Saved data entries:
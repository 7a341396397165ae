//! Time-to-live values and jitter.
//!
//! A TTL is either a fixed number of seconds or a function of the object being
//! cached. Jitter multiplies the resolved base by a factor drawn uniformly from
//! a [`RandomizationScale`], spreading expiries so entries written together do
//! not all expire together.

use std::fmt;
use std::sync::Arc;
use std::time::Duration;

use rand::Rng;
use serde::{Deserialize, Serialize};

use cachet_core::constants::{
    DEFAULT_TTL_RANDOMIZATION_HIGH, DEFAULT_TTL_RANDOMIZATION_LOW, DEFAULT_TTL_SECONDS,
};
use cachet_core::error::{CachetError, Result};

/// Per-object TTL callback. `None` is passed when no single object is being
/// cached (collection fetches).
pub type TtlFn<T> = Arc<dyn Fn(Option<&T>) -> Result<f64> + Send + Sync>;

// ═══════════════════════════════════════════════════════════════════════════════
// TTL
// ═══════════════════════════════════════════════════════════════════════════════

/// Base expiration for entries of type `T`, in seconds.
pub enum Ttl<T> {
    /// The same TTL for every object.
    Fixed(f64),
    /// TTL computed from the object about to be cached.
    Dynamic(TtlFn<T>),
}

impl<T> Ttl<T> {
    /// A fixed TTL in seconds.
    pub fn fixed(seconds: f64) -> Self {
        Ttl::Fixed(seconds)
    }

    /// A TTL computed from the object. The callback cannot fail.
    ///
    /// ```rust
    /// use cachet_config::Ttl;
    ///
    /// struct Quote { expires_in: u64 }
    ///
    /// let ttl = Ttl::dynamic(|quote: Option<&Quote>| {
    ///     quote.map_or(60.0, |q| q.expires_in as f64)
    /// });
    /// assert_eq!(ttl.base_secs(Some(&Quote { expires_in: 30 })).unwrap(), 30.0);
    /// assert_eq!(ttl.base_secs(None).unwrap(), 60.0);
    /// ```
    pub fn dynamic<F>(func: F) -> Self
    where
        F: Fn(Option<&T>) -> f64 + Send + Sync + 'static,
    {
        Self::try_dynamic(move |object| Ok(func(object)))
    }

    /// A TTL computed from the object by a callback that may fail. Failures
    /// reach the caller of `resolve_ttl` unchanged.
    pub fn try_dynamic<F>(func: F) -> Self
    where
        F: Fn(Option<&T>) -> Result<f64> + Send + Sync + 'static,
    {
        Ttl::Dynamic(Arc::new(func))
    }

    /// Returns true if the TTL depends on the cached object.
    pub fn is_dynamic(&self) -> bool {
        matches!(self, Ttl::Dynamic(_))
    }

    /// Returns the fixed value, if this TTL is not dynamic.
    pub fn as_fixed(&self) -> Option<f64> {
        match self {
            Ttl::Fixed(seconds) => Some(*seconds),
            Ttl::Dynamic(_) => None,
        }
    }

    /// Resolves the base TTL (before jitter) for `object`.
    pub fn base_secs(&self, object: Option<&T>) -> Result<f64> {
        match self {
            Ttl::Fixed(seconds) => Ok(*seconds),
            Ttl::Dynamic(func) => func(object),
        }
    }

    /// Checks that a fixed TTL is a non-negative finite number.
    ///
    /// Dynamic TTLs can only be checked once resolved.
    pub fn validate(&self) -> Result<()> {
        match self {
            Ttl::Fixed(seconds) if !seconds.is_finite() || *seconds < 0.0 => {
                Err(CachetError::InvalidTtl { seconds: *seconds })
            }
            _ => Ok(()),
        }
    }
}

impl<T> Clone for Ttl<T> {
    fn clone(&self) -> Self {
        match self {
            Ttl::Fixed(seconds) => Ttl::Fixed(*seconds),
            Ttl::Dynamic(func) => Ttl::Dynamic(Arc::clone(func)),
        }
    }
}

impl<T> fmt::Debug for Ttl<T> {
    fn fmt(&self, f: &mut fmt::Formatter<'_>) -> fmt::Result {
        match self {
            Ttl::Fixed(seconds) => f.debug_tuple("Fixed").field(seconds).finish(),
            Ttl::Dynamic(_) => f.write_str("Dynamic(<fn>)"),
        }
    }
}

impl<T> Default for Ttl<T> {
    fn default() -> Self {
        Ttl::Fixed(DEFAULT_TTL_SECONDS as f64)
    }
}

impl<T> From<u64> for Ttl<T> {
    fn from(seconds: u64) -> Self {
        Ttl::Fixed(seconds as f64)
    }
}

impl<T> From<u32> for Ttl<T> {
    fn from(seconds: u32) -> Self {
        Ttl::Fixed(f64::from(seconds))
    }
}

/// Negative values are kept as-is and rejected by [`Ttl::validate`].
impl<T> From<i32> for Ttl<T> {
    fn from(seconds: i32) -> Self {
        Ttl::Fixed(f64::from(seconds))
    }
}

impl<T> From<f64> for Ttl<T> {
    fn from(seconds: f64) -> Self {
        Ttl::Fixed(seconds)
    }
}

impl<T> From<Duration> for Ttl<T> {
    fn from(duration: Duration) -> Self {
        Ttl::Fixed(duration.as_secs_f64())
    }
}

/// Converts resolved seconds into a `Duration`.
///
/// Negative, non-finite, or overflowing values are rejected.
pub fn to_duration(seconds: f64) -> Result<Duration> {
    if seconds < 0.0 {
        return Err(CachetError::InvalidTtl { seconds });
    }
    Duration::try_from_secs_f64(seconds).map_err(|_| CachetError::InvalidTtl { seconds })
}

// ═══════════════════════════════════════════════════════════════════════════════
// RANDOMIZATION SCALE
// ═══════════════════════════════════════════════════════════════════════════════

/// Half-open multiplier range `[low, high)` for TTL jitter.
///
/// Deserializes from either `[low, high]` or `{ "low": .., "high": .. }`.
/// Bounds are not checked on construction; an inverted range produces
/// factors outside it (possibly negative). Use [`validate`](Self::validate)
/// to check eagerly.
#[derive(Clone, Copy, Debug, PartialEq, Serialize, Deserialize)]
#[serde(from = "ScaleRepr")]
pub struct RandomizationScale {
    /// Inclusive lower bound.
    pub low: f64,
    /// Exclusive upper bound.
    pub high: f64,
}

#[derive(Deserialize)]
#[serde(untagged)]
enum ScaleRepr {
    Pair([f64; 2]),
    Bounds { low: f64, high: f64 },
}

impl From<ScaleRepr> for RandomizationScale {
    fn from(repr: ScaleRepr) -> Self {
        match repr {
            ScaleRepr::Pair([low, high]) => Self { low, high },
            ScaleRepr::Bounds { low, high } => Self { low, high },
        }
    }
}

impl RandomizationScale {
    /// Creates a scale without checking the bounds.
    pub fn new(low: f64, high: f64) -> Self {
        Self { low, high }
    }

    /// Creates a scale, rejecting inverted or non-finite bounds.
    pub fn try_new(low: f64, high: f64) -> Result<Self> {
        let scale = Self::new(low, high);
        scale.validate()?;
        Ok(scale)
    }

    /// Returns true if `low <= high` and both bounds are finite.
    pub fn is_valid(&self) -> bool {
        self.low.is_finite() && self.high.is_finite() && self.low <= self.high
    }

    /// Checks the bounds.
    pub fn validate(&self) -> Result<()> {
        if self.is_valid() {
            Ok(())
        } else {
            Err(CachetError::InvalidScale {
                low: self.low,
                high: self.high,
            })
        }
    }

    /// Width of the range, `high - low`.
    pub fn width(&self) -> f64 {
        self.high - self.low
    }

    /// Returns true if `factor` lies in `[low, high)`.
    pub fn contains(&self, factor: f64) -> bool {
        self.low <= factor && factor < self.high
    }

    /// Draws a factor `r * (high - low) + low` with `r` uniform in `[0, 1)`.
    ///
    /// For a valid range the result is always below `high`: a draw that
    /// rounds up to `high` is folded back to `low`. Inverted and degenerate
    /// ranges are sampled unchecked.
    pub fn sample_with<R: Rng + ?Sized>(&self, rng: &mut R) -> f64 {
        let r: f64 = rng.gen();
        let factor = r * self.width() + self.low;
        if self.low < self.high && factor >= self.high {
            return self.low;
        }
        factor
    }

    /// Draws a factor from the thread-local generator.
    pub fn sample(&self) -> f64 {
        self.sample_with(&mut rand::thread_rng())
    }

    /// Scales `base` by a factor drawn from `rng`.
    pub fn jitter_with<R: Rng + ?Sized>(&self, base: f64, rng: &mut R) -> f64 {
        base * self.sample_with(rng)
    }
}

impl Default for RandomizationScale {
    fn default() -> Self {
        Self::new(DEFAULT_TTL_RANDOMIZATION_LOW, DEFAULT_TTL_RANDOMIZATION_HIGH)
    }
}

impl From<std::ops::Range<f64>> for RandomizationScale {
    fn from(range: std::ops::Range<f64>) -> Self {
        Self::new(range.start, range.end)
    }
}

impl fmt::Display for RandomizationScale {
    fn fmt(&self, f: &mut fmt::Formatter<'_>) -> fmt::Result {
        write!(f, "[{}, {})", self.low, self.high)
    }
}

■ **Your instructions**: Wherever the string "Returns" appears in the records above, copy the line it sits in.

■ **Answer for this exercise**:
    /// Returns true if the TTL depends on the cached object.
    /// Returns the fixed value, if this TTL is not dynamic.
    /// Returns true if `low <= high` and both bounds are finite.
    /// Returns true if `factor` lies in `[low, high)`.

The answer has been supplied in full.